Navy facilities will refer other procedures that require an overnight stay to Italian hospitals or to a larger U.S. military hospital, such as Landstuhl Regional Medical Center in Germany.

In Naples and Sigonella, Italian hospitals already perform more complicated surgeries and deliveries for Defense Department personnel.

Meanwhile, the Air Force will scrap maternity care at its Aviano hospital.

“Once the transition takes place, care such as obstetrics, labor and delivery and inpatient surgery will all move to off-base Italian hospitals,” said Larine Barr, spokeswoman for the Air Force surgeon general.

Italy’s three military hospitals lack the overnight stays to justify the cost of keeping them staffed around the clock, defense health officials said after they announced plans for the hospitals’ downsizing in 2016.

The sporadic patient flow also prevents doctors from keeping their skills combat ready, officials said.

Blivin said the Naples hospital would retain most of its medical staff and would expand its team of liaisons, who translate and advocate for patients off base, to six, from the current two. That team should grow even more as the Defense Health Agency hires liaisons through a pilot program, he said.

“The Navy does not anticipate any cost savings” in Naples after the downsizing, Blivin said.

The bulk of care is same-day treatments done on base and shouldn’t change substantially, he said.

Of the 73,000 admissions last year, 1,300 patients were sent to Italian hospitals, Blivin said. Births were split almost evenly, with 148 delivered at Italian hospitals and 134 handled on base.

The Euro Health Consumer Index, which annually compares health systems based on patient rights, accessibility and outcomes, ranked health care in northern Italy, where Aviano is located, considerably higher in patient satisfaction than in southern Italian areas such as Naples and Sigonella.

Blivin said most patients in surveys give high ratings to the care they received at Naples hospitals. Italian hospitals work with the Navy on how to better accommodate expecting mothers and other patients, he said.

Kimberly Francis, a sailor’s spouse, said she was glad to hear on-base birthing would continue in Naples but that she still won’t have a baby here if there’s a chance a complication will put her in an Italian hospital.

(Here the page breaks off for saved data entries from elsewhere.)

//! # Spotify Integration Module
//!
//! Thin client for the handful of Spotify Web API calls MoodFlow needs,
//! plus the OAuth flow that produces the bearer token.
//!
//! ```text
//! CLI commands
//!      ↓
//! SpotifyClient (search, playlist tracks, playback, devices)
//!      ↓
//! reqwest + JSON
//!      ↓
//! Spotify Web API
//! ```
//!
//! ## Modules
//!
//! - [`auth`] - Authorization URL, PKCE code exchange, token refresh and the
//!   interactive login flow
//! - [`search`] - Playlist and track search, playlist tracks
//! - [`playback`] - Start/pause playback and device listing
//!
//! ## Error Handling
//!
//! Every non-2xx response becomes an [`ApiError`]. 401 and 403 map to
//! [`ApiError::Unauthorized`] so callers can ask the user to log in again.
//! There is no retry and no rate-limit handling: one call, one answer.
//! Result pages are fixed to [`PAGE_SIZE`] items.

use std::fmt;

use reqwest::{Client, RequestBuilder, Response, StatusCode};
use serde::de::DeserializeOwned;

use crate::config;

pub mod auth;
pub mod playback;
pub mod search;

pub const PAGE_SIZE: u32 = 10;

#[derive(Debug)]
pub enum ApiError {
    /// 401/403, the token was rejected.
    Unauthorized(StatusCode),
    /// Any other non-2xx answer.
    Status(StatusCode, String),
    /// Transport or decoding failure.
    Http(reqwest::Error),
}

impl From<reqwest::Error> for ApiError {
    fn from(err: reqwest::Error) -> Self {
        ApiError::Http(err)
    }
}

impl fmt::Display for ApiError {
    fn fmt(&self, f: &mut fmt::Formatter<'_>) -> fmt::Result {
        match self {
            ApiError::Unauthorized(status) => {
                write!(f, "Spotify rejected the access token ({})", status)
            }
            ApiError::Status(status, body) if body.is_empty() => {
                write!(f, "Spotify request failed ({})", status)
            }
            ApiError::Status(status, body) => {
                write!(f, "Spotify request failed ({}): {}", status, body)
            }
            ApiError::Http(e) => write!(f, "Spotify request failed: {}", e),
        }
    }
}

impl std::error::Error for ApiError {}

impl ApiError {
    pub fn is_unauthorized(&self) -> bool {
        matches!(self, ApiError::Unauthorized(_))
    }
}

/// Bearer-authenticated Spotify Web API client.
#[derive(Debug, Clone)]
pub struct SpotifyClient {
    http: Client,
    api_url: String,
    token: String,
}

impl SpotifyClient {
    /// Client against the configured API base URL.
    pub fn new(token: String) -> Self {
        Self::with_base_url(config::spotify_apiurl(), token)
    }

    pub fn with_base_url(api_url: impl Into<String>, token: String) -> Self {
        SpotifyClient {
            http: Client::new(),
            api_url: api_url.into().trim_end_matches('/').to_string(),
            token,
        }
    }

    fn url(&self, path: &str) -> String {
        format!("{}{}", self.api_url, path)
    }

    fn get(&self, path: &str) -> RequestBuilder {
        self.http.get(self.url(path)).bearer_auth(&self.token)
    }

    fn put(&self, path: &str) -> RequestBuilder {
        self.http.put(self.url(path)).bearer_auth(&self.token)
    }

    async fn send_json<T: DeserializeOwned>(&self, request: RequestBuilder) -> Result<T, ApiError> {
        let response = check_status(request.send().await?).await?;
        Ok(response.json::<T>().await?)
    }

    async fn send_empty(&self, request: RequestBuilder) -> Result<(), ApiError> {
        check_status(request.send().await?).await?;
        Ok(())
    }
}

/// Turns non-2xx responses into errors.
pub(crate) async fn check_status(response: Response) -> Result<Response, ApiError> {
    let status = response.status();
    if status.is_success() {
        return Ok(response);
    }

    if status == StatusCode::UNAUTHORIZED || status == StatusCode::FORBIDDEN {
        return Err(ApiError::Unauthorized(status));
    }

    let body = response.text().await.unwrap_or_default();
    Err(ApiError::Status(status, error_message(&body)))
}

// Spotify wraps errors as {"error": {"status": 404, "message": "..."}}.
fn error_message(body: &str) -> String {
    serde_json::from_str::<serde_json::Value>(body)
        .ok()
        .and_then(|json| {
            json["error"]["message"]
                .as_str()
                .or_else(|| json["error_description"].as_str())
                .map(str::to_string)
        })
        .unwrap_or_else(|| body.trim().to_string())
}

“The thing about birth is it’s unpredictable,” said Francis, who worked U.S. as a doula guiding and comforting mothers during child birth. “(If) I’m in an emergency situation … they may not have that kind of time to transfer; therefore they should really be equipped to deal with it all.”

Patients with birth complications have been routinely transferred to Italian hospitals for care in recent years, Navy medical officials said.

Lori Ann Deckert Davis, A sailor’s spouse stationed in Naples, said most fears about Italian hospitals are unfounded.

“There is nothing wrong with the hospital service out in town,” she said. “Babies are born in Italy every day.”